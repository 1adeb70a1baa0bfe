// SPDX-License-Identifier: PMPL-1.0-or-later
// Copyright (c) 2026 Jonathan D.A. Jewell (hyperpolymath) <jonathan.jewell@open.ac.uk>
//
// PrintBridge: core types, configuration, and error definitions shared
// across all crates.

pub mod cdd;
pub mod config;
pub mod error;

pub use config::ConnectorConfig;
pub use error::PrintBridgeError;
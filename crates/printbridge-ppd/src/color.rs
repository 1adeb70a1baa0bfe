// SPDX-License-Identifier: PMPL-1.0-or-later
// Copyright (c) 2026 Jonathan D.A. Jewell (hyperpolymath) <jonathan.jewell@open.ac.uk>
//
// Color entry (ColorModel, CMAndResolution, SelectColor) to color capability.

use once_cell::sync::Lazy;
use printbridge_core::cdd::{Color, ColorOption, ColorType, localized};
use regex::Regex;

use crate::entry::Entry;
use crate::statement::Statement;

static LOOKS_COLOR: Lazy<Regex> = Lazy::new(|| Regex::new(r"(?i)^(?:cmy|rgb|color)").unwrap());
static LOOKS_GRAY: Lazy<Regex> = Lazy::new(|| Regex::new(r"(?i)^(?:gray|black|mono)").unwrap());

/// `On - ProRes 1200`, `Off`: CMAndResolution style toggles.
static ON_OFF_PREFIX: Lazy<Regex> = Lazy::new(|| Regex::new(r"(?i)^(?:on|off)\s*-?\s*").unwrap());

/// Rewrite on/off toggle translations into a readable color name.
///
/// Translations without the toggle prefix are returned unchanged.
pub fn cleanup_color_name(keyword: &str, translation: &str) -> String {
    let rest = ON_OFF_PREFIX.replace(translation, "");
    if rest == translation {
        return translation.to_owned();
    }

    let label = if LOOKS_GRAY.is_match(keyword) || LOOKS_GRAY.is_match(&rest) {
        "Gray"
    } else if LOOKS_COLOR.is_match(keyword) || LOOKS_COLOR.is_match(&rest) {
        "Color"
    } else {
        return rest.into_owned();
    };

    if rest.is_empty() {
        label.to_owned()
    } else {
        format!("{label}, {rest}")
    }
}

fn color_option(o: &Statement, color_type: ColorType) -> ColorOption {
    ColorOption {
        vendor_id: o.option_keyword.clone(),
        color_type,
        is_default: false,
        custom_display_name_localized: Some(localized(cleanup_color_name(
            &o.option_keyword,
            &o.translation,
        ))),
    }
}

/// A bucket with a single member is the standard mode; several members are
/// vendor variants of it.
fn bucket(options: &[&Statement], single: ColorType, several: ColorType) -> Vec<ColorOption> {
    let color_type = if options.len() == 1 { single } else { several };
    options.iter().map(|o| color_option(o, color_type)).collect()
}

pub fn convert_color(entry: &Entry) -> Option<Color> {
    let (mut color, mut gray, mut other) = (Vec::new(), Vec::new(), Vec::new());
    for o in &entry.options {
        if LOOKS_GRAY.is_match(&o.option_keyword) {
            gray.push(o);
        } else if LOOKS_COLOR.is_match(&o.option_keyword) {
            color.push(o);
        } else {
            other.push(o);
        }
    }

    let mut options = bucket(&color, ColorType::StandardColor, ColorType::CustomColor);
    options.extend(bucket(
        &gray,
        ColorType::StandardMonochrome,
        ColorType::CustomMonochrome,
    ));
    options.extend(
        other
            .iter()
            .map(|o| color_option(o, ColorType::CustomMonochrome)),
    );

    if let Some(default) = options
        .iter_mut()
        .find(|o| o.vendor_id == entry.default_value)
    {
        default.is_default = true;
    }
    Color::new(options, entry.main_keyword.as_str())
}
______________________________
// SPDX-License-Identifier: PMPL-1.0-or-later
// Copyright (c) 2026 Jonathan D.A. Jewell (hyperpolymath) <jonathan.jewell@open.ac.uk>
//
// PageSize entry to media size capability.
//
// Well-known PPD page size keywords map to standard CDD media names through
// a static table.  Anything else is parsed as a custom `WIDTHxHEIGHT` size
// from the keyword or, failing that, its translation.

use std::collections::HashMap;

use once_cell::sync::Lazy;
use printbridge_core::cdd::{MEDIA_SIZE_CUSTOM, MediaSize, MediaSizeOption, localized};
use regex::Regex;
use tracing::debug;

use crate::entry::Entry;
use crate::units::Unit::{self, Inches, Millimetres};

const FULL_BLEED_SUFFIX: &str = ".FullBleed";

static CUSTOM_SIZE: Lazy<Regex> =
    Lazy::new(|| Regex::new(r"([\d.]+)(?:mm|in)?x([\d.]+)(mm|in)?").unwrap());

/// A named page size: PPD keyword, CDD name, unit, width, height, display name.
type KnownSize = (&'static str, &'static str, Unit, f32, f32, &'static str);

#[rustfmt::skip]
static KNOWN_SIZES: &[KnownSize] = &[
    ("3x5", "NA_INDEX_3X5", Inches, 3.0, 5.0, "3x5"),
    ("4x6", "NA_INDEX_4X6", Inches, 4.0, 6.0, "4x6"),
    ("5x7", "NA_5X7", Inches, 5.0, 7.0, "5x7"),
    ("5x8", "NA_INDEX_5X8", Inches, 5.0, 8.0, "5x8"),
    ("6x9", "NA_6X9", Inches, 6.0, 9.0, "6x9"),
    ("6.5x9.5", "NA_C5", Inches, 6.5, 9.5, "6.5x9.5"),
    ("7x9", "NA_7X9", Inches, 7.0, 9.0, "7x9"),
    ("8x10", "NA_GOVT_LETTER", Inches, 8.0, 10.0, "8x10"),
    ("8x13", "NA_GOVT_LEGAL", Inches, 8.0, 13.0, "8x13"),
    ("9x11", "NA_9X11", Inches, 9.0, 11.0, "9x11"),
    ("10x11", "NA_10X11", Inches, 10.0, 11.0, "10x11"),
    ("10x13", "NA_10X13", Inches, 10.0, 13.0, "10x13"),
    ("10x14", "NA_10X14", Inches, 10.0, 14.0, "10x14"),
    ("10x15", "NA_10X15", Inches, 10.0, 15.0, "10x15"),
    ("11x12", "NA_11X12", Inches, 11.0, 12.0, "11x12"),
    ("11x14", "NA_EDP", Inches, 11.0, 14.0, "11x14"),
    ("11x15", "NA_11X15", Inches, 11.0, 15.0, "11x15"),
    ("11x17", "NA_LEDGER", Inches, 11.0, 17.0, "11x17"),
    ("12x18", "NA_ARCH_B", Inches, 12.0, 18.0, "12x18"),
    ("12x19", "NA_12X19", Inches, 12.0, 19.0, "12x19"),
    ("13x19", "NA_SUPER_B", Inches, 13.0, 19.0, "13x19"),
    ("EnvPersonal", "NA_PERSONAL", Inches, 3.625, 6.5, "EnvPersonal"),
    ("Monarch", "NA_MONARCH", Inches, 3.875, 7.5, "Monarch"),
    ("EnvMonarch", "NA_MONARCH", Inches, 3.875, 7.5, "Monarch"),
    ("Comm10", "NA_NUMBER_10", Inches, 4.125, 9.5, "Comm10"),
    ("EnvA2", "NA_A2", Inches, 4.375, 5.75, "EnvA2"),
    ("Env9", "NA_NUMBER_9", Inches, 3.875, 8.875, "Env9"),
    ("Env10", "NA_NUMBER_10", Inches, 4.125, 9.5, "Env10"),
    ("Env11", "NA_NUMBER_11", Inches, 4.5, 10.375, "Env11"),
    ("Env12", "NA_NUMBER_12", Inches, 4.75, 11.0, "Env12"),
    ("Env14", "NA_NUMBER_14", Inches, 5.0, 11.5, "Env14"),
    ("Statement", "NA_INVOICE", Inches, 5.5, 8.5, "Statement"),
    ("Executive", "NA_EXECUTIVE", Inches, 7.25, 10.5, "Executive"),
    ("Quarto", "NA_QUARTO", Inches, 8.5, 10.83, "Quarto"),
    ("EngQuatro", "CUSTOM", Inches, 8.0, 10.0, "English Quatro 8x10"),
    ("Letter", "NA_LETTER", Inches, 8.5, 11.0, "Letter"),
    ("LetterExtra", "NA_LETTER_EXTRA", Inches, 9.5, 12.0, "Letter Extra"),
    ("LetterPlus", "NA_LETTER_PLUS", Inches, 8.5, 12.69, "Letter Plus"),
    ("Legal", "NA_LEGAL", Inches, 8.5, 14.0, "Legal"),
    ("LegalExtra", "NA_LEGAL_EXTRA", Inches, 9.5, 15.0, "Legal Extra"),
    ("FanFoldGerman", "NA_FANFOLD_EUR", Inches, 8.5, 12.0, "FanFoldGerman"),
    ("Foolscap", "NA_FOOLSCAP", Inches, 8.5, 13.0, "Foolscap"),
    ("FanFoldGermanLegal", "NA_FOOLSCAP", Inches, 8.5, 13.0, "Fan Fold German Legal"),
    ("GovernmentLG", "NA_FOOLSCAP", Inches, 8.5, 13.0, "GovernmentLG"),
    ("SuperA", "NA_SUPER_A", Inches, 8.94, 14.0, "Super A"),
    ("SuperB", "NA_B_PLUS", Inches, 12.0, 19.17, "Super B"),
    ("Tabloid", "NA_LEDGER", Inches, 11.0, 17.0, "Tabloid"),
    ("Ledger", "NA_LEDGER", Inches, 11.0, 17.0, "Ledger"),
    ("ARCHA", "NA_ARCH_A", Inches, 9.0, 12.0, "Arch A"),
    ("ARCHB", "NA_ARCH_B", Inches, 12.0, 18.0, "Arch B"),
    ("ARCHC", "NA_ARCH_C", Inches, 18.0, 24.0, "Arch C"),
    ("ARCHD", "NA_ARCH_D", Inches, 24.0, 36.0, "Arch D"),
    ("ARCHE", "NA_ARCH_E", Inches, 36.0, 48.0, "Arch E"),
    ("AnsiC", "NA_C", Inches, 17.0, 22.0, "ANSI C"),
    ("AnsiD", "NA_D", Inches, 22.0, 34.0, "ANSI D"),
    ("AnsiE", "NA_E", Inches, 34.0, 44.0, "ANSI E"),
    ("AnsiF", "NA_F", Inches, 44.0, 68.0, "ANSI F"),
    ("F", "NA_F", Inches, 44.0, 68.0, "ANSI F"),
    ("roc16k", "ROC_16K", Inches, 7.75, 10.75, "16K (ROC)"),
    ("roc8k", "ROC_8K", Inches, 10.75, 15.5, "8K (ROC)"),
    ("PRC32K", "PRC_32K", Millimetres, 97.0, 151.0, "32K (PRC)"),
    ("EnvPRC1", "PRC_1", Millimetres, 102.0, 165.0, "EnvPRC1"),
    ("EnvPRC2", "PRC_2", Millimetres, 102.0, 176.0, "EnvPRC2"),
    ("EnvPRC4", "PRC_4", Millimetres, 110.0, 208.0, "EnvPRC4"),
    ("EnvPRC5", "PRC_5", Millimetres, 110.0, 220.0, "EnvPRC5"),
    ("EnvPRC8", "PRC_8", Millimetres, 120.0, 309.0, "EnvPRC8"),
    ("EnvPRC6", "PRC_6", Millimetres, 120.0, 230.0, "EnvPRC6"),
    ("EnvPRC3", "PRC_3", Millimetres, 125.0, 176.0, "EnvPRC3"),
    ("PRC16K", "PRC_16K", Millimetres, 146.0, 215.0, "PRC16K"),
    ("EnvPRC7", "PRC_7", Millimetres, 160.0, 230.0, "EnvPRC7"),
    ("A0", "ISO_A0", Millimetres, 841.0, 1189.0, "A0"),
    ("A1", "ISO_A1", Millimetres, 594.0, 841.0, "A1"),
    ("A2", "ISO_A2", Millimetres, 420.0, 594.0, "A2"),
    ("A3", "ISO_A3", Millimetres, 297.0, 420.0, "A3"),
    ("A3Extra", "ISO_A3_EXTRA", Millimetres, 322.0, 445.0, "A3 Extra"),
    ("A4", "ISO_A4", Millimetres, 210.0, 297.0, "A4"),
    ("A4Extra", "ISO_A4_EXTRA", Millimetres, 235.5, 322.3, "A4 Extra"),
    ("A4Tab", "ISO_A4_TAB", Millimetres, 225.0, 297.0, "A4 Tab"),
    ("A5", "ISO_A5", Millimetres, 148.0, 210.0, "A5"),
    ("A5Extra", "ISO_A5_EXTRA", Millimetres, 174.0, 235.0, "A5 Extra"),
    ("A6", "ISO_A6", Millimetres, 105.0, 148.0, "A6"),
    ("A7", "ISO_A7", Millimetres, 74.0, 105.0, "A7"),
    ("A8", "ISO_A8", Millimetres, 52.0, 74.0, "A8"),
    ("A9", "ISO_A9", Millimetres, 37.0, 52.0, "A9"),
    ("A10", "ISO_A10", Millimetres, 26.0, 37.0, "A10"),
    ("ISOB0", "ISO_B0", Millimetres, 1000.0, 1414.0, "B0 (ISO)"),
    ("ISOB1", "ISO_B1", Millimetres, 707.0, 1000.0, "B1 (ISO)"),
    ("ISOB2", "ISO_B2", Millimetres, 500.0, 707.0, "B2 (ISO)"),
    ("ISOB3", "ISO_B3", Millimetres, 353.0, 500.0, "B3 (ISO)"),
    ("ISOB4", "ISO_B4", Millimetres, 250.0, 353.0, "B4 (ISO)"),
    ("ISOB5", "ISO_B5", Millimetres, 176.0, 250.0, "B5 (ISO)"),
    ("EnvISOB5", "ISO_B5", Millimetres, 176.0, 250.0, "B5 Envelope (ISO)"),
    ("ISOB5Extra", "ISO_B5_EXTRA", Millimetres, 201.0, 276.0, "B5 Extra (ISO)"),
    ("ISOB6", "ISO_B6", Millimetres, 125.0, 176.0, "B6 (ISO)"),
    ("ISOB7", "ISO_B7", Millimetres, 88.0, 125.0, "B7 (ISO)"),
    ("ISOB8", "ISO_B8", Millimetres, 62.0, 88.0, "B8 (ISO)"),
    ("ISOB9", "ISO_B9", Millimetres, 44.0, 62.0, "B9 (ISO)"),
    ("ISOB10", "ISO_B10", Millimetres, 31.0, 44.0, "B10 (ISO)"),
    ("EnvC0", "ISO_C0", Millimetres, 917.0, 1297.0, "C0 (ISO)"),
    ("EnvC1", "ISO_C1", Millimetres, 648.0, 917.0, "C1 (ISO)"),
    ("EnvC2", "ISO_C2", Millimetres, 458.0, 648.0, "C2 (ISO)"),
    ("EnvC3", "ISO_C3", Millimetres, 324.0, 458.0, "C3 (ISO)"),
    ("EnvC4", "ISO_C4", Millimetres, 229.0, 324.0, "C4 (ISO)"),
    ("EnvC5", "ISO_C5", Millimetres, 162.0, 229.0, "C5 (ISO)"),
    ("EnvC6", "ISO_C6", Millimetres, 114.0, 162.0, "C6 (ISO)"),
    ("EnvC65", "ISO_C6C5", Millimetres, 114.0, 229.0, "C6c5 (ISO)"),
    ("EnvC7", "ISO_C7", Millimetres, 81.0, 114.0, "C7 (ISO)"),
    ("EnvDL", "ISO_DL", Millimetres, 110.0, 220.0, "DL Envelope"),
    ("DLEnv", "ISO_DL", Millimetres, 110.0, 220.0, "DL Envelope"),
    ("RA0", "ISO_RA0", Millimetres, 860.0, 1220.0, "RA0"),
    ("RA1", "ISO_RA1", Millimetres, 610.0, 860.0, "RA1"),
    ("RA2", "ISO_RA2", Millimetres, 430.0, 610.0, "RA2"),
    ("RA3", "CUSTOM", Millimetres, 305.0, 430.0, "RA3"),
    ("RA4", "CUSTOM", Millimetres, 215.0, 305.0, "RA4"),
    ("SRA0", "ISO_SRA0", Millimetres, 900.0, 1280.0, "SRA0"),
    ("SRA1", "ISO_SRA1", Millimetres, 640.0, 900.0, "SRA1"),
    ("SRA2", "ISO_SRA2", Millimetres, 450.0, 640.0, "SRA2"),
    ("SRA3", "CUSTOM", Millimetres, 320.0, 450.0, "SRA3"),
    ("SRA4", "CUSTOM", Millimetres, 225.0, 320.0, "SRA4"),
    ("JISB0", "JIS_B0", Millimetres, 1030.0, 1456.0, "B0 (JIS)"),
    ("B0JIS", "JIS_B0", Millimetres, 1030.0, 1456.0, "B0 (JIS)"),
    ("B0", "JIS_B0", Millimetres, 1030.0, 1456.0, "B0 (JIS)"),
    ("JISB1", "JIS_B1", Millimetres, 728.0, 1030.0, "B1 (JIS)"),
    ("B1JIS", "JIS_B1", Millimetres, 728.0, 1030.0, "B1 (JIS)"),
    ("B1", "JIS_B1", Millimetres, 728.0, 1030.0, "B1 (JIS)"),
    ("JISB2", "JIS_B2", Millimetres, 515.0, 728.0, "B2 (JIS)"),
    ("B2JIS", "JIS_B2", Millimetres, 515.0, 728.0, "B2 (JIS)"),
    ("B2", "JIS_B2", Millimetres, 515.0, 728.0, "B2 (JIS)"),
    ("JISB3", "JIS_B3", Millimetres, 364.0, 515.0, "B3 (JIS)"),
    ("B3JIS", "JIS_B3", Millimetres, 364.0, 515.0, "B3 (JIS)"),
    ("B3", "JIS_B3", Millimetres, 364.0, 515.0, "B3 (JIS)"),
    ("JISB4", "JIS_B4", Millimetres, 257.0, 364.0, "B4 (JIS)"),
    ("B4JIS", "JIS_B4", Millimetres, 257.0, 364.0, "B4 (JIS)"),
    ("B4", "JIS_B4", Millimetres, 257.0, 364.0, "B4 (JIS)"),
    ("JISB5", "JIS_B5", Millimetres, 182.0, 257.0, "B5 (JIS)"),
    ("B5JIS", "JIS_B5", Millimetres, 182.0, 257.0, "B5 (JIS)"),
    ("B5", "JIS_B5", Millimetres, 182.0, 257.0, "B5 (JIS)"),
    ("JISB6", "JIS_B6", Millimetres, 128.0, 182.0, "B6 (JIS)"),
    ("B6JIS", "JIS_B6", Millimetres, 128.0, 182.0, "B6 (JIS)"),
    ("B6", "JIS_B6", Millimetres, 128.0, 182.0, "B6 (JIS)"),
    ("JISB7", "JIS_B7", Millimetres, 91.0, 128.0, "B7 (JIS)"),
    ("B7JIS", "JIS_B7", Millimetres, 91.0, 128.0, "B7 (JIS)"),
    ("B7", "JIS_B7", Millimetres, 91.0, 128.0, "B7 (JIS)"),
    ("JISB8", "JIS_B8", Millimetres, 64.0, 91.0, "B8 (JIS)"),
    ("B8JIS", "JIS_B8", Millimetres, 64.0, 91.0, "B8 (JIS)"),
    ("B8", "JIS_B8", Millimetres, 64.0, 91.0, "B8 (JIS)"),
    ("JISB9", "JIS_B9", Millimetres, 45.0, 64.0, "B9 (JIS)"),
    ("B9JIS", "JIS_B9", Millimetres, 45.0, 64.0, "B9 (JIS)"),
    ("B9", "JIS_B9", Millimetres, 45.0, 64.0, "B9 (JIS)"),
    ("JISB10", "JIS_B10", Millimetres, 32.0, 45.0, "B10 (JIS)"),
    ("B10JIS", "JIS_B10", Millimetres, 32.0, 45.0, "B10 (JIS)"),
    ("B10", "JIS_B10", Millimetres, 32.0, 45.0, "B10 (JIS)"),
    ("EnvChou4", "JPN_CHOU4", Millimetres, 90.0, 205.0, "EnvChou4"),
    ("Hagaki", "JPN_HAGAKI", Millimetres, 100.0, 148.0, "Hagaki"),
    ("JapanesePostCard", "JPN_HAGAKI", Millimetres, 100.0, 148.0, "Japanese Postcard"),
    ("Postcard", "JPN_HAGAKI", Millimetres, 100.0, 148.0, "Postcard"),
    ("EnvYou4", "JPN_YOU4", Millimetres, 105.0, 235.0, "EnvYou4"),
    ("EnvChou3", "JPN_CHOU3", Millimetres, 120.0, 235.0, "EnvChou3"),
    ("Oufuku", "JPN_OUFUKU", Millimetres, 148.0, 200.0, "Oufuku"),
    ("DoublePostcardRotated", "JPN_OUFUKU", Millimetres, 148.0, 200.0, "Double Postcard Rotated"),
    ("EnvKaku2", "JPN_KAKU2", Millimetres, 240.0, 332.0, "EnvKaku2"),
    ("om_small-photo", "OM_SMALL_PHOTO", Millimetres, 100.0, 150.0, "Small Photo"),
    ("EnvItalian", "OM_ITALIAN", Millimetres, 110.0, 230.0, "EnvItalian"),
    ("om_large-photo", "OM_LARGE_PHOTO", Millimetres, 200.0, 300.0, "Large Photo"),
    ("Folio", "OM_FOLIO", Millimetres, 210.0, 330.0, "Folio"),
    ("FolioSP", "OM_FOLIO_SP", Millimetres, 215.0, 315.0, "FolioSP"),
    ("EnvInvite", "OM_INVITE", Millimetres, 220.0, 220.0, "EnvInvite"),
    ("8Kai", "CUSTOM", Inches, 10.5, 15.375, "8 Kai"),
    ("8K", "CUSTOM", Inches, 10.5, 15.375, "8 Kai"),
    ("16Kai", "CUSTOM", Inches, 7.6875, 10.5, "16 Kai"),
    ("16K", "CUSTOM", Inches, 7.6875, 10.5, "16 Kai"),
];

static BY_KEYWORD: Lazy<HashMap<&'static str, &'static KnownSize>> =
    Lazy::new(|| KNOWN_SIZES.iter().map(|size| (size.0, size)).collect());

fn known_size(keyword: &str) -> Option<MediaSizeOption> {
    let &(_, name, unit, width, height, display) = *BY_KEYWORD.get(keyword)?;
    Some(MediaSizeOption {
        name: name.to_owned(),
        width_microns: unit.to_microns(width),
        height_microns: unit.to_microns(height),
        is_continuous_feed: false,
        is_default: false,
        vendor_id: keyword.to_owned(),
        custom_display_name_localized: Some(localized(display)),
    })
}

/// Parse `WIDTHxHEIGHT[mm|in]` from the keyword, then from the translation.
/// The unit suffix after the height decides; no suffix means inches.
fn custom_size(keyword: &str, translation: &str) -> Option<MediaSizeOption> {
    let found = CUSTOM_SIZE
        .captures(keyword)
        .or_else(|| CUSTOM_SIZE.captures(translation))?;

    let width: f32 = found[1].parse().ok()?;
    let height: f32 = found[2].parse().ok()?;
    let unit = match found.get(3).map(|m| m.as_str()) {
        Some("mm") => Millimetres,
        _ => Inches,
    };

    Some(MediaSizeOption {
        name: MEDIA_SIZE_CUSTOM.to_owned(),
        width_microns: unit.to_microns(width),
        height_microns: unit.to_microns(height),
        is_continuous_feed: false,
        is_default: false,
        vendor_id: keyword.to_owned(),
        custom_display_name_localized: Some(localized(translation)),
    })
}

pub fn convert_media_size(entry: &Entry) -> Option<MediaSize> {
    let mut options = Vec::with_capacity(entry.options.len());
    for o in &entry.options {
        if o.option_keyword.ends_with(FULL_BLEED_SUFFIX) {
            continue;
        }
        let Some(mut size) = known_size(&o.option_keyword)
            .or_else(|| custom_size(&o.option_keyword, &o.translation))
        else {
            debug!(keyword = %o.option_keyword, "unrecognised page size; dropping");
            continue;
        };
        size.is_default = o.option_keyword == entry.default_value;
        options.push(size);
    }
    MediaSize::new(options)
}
______________________________
#### Your instructions
Identify the lines of the data that contain the word "rest". Copy each of them.

#### Answer below
    let rest = ON_OFF_PREFIX.replace(translation, "");
    if rest == translation {
    let label = if LOOKS_GRAY.is_match(keyword) || LOOKS_GRAY.is_match(&rest) {
    } else if LOOKS_COLOR.is_match(keyword) || LOOKS_COLOR.is_match(&rest) {
        return rest.into_owned();
    if rest.is_empty() {
        format!("{label}, {rest}")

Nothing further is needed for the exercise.